I am very glad EVE Online exists.

I've tried to get into at multiple points in its timeline, and it really just isn't for me. And it's not the game... It's the people.

EVE has truly earned its nickname: Spreadsheets Online: Sociopaths in Space.

The fact that it exists means that it is tying up the time and attention of people I absolutely do not want in my other MMOs. To me, it serves much the same function as prison.
 
The Goons enjoy trolling. When I've met them in game they didn't seem any smarter or more talented or more evil than anyone else. They just like publicity stunts.
 
Anything that can, will be exploited by gamers. Maybe not all, but enough to break most systems.
 
Tobold, if you wanted to combine all the hot buttons into a single topic, you could point out that these player councils work much worse in flat rate subscription models.

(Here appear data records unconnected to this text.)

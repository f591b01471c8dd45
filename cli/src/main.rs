use clap::Parser;
use enkai_cli::commands::{cli, dispatch, plan};
use enkai_core::api::{CliError, LoggingConfig, TemplateError};
use tracing_subscriber::layer::SubscriberExt;
use tracing_subscriber::util::SubscriberInitExt;
use tracing_subscriber::EnvFilter;

static LOG_GUARD: std::sync::OnceLock<tracing_appender::non_blocking::WorkerGuard> =
    std::sync::OnceLock::new();

#[tokio::main]
async fn main() {
    let exit = match real_main().await {
        Ok(code) => code,
        Err(e) => {
            eprintln!("{e}");
            exit_code_for_error(&e)
        }
    };

    std::process::exit(exit);
}

async fn real_main() -> Result<i32, CliError> {
    let args = cli::Args::parse();
    let cfg = enkai_core::config::load_default().map_err(|e| CliError::Config(e.to_string()))?;
    init_tracing(&cfg.logging).map_err(CliError::Config)?;

    match args.command {
        cli::Commands::List => plan::handle_list(),
        cli::Commands::Split(split_args) => plan::handle_split(split_args),
        cli::Commands::Estimate(estimate_args) => plan::handle_estimate(estimate_args, &cfg),
        cli::Commands::Run(run_args) => dispatch::handle_run(run_args, cfg).await,
        cli::Commands::Generate(generate_args) => {
            dispatch::handle_generate(generate_args, cfg).await
        }
    }
}

fn exit_code_for_error(e: &CliError) -> i32 {
    // 0: every job succeeded
    // 1: batch finished with failed jobs (returned as a normal exit code)
    // 11: config / caller input error
    // 20: template file unreadable
    // 50: internal/uncategorized
    match e {
        CliError::Config(_) => 11,
        CliError::Estimate(_) => 11,
        CliError::Template(te) => match te {
            TemplateError::Io { .. } => 20,
            TemplateError::Parse(_)
            | TemplateError::MissingField { .. }
            | TemplateError::UnknownPreset { .. } => 11,
        },
        CliError::Executor(_) => 11,
        CliError::Command(_) => 50,
        CliError::Report(_) => 50,
    }
}

fn init_tracing(logging: &LoggingConfig) -> Result<(), String> {
    if !logging.enabled {
        return Ok(());
    }
    if !logging.console && !logging.file {
        return Err("logging enabled but both console and file are off".to_string());
    }

    // RUST_LOG, when set, wins over `[logging] level`.
    let filter = match std::env::var("RUST_LOG") {
        Ok(v) if !v.trim().is_empty() => EnvFilter::from_default_env(),
        _ => EnvFilter::try_new(&logging.level).map_err(|e| e.to_string())?,
    };

    let file_layer = if logging.file {
        let dir = log_dir(logging);
        std::fs::create_dir_all(&dir).map_err(|e| format!("create log dir failed: {e}"))?;
        let appender =
            tracing_appender::rolling::never(dir, format!("enkai.{}.log", std::process::id()));
        let (writer, guard) = tracing_appender::non_blocking(appender);
        let _ = LOG_GUARD.set(guard);
        Some(
            tracing_subscriber::fmt::layer()
                .with_writer(writer)
                .with_ansi(false),
        )
    } else {
        None
    };

    let console_layer = logging.console.then(|| {
        tracing_subscriber::fmt::layer()
            .with_writer(std::io::stderr)
            .with_ansi(atty::is(atty::Stream::Stderr))
    });

    tracing_subscriber::registry()
        .with(filter)
        .with(console_layer)
        .with(file_layer)
        .init();

    Ok(())
}

fn log_dir(logging: &LoggingConfig) -> std::path::PathBuf {
    logging
        .directory
        .as_deref()
        .map(str::trim)
        .filter(|d| !d.is_empty())
        .map(std::path::PathBuf::from)
        .unwrap_or_else(|| std::env::temp_dir().join("enkai"))
}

I.e., the 80/20 rule (for "most" businesses, the top 20% of customers generate 80% of profits) can't be true if the 70 hours/week addict and the 3 hour/week casual generate the same revenue and the former has higher costs.

I can understand why game companies would want to understand why all the "whales" spent $500 in a f2p game and how to get more to do that. In spite of the PR, if 88% of the EVE pilots are in hi-sec, asking the most committed 12% how they can run off some of the 88%, who pay the same $15/mo does not seem profitable.

CCP management may not be very competent, but as David said, they are entertaining.
 
Remember that Democracy is usually there not to be THE best system, but a bad system, just without extremes.

I'd rather have a benign dictatorship (from the dev team) than a player democracy anytime of the day :)

That said, a true Athenian type democracy in a game would be...interesting to see.